> Aim of the exercise: The answer must be every line from the listing that holds the string "HttpStatus".

*** Data to examine

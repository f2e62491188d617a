//! Transport-level download errors.

use std::path::{Path, PathBuf};

use thiserror::Error;

/// Why a fetch could not produce a complete file on disk.
#[derive(Debug, Error)]
pub enum DownloadError {
    /// The HTTP client itself could not be constructed.
    #[error("failed to build HTTP client: {source}")]
    Build {
        #[source]
        source: reqwest::Error,
    },

    /// Request never completed (DNS, connect, TLS, mid-stream drop).
    #[error("network error fetching {url}: {source}")]
    Network {
        url: String,
        #[source]
        source: reqwest::Error,
    },

    /// The server answered, but not with a usable body.
    #[error("HTTP {status} fetching {url}")]
    HttpStatus { url: String, status: u16 },

    /// Local write failed.
    #[error("I/O error writing {}: {source}", path.display())]
    Io {
        path: PathBuf,
        #[source]
        source: std::io::Error,
    },
}

impl DownloadError {
    pub fn build(source: reqwest::Error) -> Self {
        Self::Build { source }
    }

    pub fn network(url: impl Into<String>, source: reqwest::Error) -> Self {
        Self::Network {
            url: url.into(),
            source,
        }
    }

    pub fn http_status(url: impl Into<String>, status: u16) -> Self {
        Self::HttpStatus {
            url: url.into(),
            status,
        }
    }

    pub fn io(path: &Path, source: std::io::Error) -> Self {
        Self::Io {
            path: path.to_path_buf(),
            source,
        }
    }

    /// True when the server responded but refused or had nothing to
    /// serve, as opposed to transport or local failures.
    pub fn is_rejection(&self) -> bool {
        matches!(self, Self::HttpStatus { .. })
    }
}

******

> Output for this task:
    HttpStatus { url: String, status: u16 },
        Self::HttpStatus {
        matches!(self, Self::HttpStatus { .. })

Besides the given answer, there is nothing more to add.